Exercise objective -
Below are records. Copy every line with "Inpatient" in it.

(Saved entries)
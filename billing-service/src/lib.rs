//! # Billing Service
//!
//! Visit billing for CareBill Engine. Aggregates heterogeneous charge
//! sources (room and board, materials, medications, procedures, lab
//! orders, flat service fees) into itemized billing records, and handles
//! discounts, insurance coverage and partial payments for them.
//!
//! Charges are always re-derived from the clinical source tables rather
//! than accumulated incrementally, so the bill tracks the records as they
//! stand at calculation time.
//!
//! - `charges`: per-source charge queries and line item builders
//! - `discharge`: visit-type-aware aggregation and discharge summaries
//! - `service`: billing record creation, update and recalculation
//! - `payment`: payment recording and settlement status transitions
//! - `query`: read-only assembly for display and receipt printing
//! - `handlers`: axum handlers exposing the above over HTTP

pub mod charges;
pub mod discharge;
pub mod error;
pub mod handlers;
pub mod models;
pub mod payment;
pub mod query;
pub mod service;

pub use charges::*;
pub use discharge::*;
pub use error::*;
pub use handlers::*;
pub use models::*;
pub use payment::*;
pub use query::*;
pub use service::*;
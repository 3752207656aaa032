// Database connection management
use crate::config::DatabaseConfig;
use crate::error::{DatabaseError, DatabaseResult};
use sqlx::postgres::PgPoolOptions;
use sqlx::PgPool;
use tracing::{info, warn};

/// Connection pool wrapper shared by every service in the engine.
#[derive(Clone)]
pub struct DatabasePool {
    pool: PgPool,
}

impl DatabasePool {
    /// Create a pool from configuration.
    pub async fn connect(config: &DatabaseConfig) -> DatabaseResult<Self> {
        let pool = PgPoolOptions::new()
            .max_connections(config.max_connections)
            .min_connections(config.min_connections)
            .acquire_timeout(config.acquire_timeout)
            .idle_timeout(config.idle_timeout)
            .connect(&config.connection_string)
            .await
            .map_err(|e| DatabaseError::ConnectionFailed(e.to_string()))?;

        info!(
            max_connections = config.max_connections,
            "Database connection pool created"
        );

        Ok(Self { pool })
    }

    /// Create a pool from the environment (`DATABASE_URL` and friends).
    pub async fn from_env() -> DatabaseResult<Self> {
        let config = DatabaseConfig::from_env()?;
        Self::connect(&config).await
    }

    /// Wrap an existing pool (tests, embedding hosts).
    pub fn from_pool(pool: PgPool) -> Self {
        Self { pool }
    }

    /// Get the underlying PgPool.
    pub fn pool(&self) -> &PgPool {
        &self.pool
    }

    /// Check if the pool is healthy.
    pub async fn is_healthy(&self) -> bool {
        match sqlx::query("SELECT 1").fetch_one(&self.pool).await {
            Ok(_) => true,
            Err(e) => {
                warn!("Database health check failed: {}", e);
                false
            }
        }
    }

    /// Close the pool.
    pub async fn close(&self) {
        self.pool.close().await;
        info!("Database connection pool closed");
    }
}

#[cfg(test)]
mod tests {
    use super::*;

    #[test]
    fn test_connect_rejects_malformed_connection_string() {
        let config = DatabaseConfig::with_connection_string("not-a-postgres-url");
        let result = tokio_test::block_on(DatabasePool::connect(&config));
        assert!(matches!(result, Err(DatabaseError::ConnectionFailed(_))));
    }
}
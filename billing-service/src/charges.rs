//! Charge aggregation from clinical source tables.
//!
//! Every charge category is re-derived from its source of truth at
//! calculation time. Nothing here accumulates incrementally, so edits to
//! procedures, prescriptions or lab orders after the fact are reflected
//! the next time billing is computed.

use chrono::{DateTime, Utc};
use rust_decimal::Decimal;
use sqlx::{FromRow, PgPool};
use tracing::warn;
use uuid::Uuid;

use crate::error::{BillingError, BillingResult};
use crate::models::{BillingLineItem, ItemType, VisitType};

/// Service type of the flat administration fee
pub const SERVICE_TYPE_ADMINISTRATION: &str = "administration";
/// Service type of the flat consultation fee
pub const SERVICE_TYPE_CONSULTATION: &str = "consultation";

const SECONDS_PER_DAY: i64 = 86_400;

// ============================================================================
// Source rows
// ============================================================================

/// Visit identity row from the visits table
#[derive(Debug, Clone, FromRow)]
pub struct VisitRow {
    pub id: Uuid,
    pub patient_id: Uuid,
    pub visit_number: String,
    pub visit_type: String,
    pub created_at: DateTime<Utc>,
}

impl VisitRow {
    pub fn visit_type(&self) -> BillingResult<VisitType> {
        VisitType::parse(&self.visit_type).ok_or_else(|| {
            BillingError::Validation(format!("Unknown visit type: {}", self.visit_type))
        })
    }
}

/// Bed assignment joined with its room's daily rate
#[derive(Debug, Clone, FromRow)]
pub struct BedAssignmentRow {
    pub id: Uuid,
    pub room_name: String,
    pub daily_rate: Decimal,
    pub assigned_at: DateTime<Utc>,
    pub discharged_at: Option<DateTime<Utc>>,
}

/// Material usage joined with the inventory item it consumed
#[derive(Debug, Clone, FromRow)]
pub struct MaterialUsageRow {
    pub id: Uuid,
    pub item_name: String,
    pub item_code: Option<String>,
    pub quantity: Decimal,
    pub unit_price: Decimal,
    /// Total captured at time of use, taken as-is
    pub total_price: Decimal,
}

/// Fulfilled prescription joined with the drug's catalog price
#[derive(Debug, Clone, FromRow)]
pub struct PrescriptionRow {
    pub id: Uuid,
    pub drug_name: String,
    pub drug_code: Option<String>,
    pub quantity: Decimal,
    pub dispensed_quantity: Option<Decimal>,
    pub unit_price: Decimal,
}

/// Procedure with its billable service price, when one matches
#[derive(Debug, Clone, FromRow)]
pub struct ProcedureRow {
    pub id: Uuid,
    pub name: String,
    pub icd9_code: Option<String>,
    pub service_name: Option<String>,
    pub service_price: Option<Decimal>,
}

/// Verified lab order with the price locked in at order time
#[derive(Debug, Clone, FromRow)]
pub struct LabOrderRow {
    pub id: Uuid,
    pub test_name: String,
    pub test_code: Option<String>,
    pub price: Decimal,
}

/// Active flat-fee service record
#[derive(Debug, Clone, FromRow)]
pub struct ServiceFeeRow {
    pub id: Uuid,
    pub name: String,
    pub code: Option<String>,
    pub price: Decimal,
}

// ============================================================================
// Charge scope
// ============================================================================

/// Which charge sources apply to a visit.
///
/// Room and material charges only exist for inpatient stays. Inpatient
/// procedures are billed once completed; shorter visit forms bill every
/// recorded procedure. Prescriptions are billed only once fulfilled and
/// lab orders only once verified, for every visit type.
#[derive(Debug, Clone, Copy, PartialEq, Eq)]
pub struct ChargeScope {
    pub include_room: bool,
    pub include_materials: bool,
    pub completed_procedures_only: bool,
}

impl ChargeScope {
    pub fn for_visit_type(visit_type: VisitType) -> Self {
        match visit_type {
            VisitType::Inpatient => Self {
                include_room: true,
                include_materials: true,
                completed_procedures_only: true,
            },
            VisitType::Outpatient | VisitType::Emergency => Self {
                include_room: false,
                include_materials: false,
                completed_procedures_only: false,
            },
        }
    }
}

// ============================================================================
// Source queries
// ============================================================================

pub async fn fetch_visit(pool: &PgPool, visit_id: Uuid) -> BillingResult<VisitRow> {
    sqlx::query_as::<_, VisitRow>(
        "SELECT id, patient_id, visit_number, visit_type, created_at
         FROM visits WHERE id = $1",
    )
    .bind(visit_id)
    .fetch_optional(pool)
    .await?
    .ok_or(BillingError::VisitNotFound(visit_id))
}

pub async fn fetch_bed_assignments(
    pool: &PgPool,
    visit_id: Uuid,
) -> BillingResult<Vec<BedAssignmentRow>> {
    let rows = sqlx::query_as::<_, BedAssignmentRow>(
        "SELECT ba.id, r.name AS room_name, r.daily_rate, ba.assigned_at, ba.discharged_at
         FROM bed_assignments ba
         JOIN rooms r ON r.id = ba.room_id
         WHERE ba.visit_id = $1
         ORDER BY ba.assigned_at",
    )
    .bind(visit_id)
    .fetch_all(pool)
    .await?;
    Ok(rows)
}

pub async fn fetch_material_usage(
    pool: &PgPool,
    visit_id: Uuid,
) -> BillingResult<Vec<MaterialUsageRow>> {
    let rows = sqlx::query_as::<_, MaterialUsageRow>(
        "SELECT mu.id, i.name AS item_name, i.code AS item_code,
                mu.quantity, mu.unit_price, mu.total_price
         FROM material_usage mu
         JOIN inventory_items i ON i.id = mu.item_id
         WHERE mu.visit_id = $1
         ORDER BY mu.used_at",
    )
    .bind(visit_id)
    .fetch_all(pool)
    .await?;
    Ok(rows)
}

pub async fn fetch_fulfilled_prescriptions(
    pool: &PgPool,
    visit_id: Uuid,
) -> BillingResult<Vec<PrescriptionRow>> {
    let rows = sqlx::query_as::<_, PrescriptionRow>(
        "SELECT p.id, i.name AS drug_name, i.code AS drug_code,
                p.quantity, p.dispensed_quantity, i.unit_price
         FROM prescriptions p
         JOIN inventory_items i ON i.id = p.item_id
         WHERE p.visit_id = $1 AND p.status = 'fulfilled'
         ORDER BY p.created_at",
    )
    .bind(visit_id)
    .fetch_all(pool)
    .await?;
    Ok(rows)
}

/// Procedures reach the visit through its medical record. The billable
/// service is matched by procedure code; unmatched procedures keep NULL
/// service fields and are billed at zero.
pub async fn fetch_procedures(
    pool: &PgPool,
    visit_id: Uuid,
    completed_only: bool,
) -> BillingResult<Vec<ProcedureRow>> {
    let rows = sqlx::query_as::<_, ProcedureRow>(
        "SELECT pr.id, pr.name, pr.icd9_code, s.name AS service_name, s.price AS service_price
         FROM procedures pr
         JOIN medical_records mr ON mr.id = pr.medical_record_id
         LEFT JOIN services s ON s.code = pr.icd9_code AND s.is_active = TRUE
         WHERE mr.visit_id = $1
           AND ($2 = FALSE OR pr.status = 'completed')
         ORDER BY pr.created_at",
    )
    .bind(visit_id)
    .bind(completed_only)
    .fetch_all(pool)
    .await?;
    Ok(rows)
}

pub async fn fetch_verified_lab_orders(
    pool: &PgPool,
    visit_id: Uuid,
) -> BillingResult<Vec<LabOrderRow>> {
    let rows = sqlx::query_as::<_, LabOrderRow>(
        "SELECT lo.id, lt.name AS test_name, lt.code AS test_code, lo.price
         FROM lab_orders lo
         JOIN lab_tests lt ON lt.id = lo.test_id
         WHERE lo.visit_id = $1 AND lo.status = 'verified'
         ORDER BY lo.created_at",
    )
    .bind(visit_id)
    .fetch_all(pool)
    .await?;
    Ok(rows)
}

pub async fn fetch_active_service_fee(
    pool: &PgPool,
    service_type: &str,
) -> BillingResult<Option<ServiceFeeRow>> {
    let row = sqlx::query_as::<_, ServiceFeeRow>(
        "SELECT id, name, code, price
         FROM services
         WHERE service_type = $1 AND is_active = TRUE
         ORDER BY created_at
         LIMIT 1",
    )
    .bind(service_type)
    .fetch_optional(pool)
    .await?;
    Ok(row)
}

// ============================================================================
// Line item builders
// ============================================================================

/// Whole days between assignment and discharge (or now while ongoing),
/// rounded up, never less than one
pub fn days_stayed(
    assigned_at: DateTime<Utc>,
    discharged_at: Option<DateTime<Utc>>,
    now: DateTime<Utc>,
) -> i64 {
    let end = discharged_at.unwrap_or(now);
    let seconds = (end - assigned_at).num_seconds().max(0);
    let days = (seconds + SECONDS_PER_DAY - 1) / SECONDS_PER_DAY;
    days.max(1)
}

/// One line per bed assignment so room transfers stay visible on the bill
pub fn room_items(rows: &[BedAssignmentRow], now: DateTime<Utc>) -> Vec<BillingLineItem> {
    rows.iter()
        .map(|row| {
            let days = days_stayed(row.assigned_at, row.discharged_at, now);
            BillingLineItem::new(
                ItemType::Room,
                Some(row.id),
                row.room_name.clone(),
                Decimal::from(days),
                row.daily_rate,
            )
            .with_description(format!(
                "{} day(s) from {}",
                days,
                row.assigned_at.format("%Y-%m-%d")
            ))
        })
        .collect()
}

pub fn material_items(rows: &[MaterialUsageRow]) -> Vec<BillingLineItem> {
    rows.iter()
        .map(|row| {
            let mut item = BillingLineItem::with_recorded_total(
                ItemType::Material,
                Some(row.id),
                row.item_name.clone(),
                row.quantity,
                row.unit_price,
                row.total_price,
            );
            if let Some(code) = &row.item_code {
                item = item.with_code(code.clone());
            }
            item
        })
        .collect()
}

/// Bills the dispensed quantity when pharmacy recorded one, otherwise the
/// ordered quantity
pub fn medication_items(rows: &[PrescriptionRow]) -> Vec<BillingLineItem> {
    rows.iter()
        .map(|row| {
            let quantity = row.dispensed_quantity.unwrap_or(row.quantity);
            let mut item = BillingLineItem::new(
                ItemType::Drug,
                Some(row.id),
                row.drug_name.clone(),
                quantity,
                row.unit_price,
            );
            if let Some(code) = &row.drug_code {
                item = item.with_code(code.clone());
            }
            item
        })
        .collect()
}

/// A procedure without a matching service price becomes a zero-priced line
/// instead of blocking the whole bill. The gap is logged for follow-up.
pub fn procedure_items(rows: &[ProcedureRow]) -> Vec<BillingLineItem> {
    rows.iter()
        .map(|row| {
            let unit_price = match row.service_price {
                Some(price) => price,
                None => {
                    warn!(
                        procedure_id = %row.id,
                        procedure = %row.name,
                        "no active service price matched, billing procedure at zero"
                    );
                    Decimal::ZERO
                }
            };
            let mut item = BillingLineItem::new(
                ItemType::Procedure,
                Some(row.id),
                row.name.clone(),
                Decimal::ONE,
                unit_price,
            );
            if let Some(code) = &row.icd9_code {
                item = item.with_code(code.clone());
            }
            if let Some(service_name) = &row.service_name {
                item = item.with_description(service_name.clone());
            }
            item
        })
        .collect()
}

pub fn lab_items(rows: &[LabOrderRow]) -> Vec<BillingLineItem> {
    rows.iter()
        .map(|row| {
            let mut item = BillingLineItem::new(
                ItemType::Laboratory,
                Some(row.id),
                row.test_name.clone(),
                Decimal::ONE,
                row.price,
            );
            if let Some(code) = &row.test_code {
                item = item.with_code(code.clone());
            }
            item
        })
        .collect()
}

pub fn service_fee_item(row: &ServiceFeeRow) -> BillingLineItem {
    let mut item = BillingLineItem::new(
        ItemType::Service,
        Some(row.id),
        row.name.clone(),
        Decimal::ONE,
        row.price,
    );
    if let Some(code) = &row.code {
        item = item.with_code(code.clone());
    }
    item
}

Task solution -
/// Room and material charges only exist for inpatient stays. Inpatient
            VisitType::Inpatient => Self {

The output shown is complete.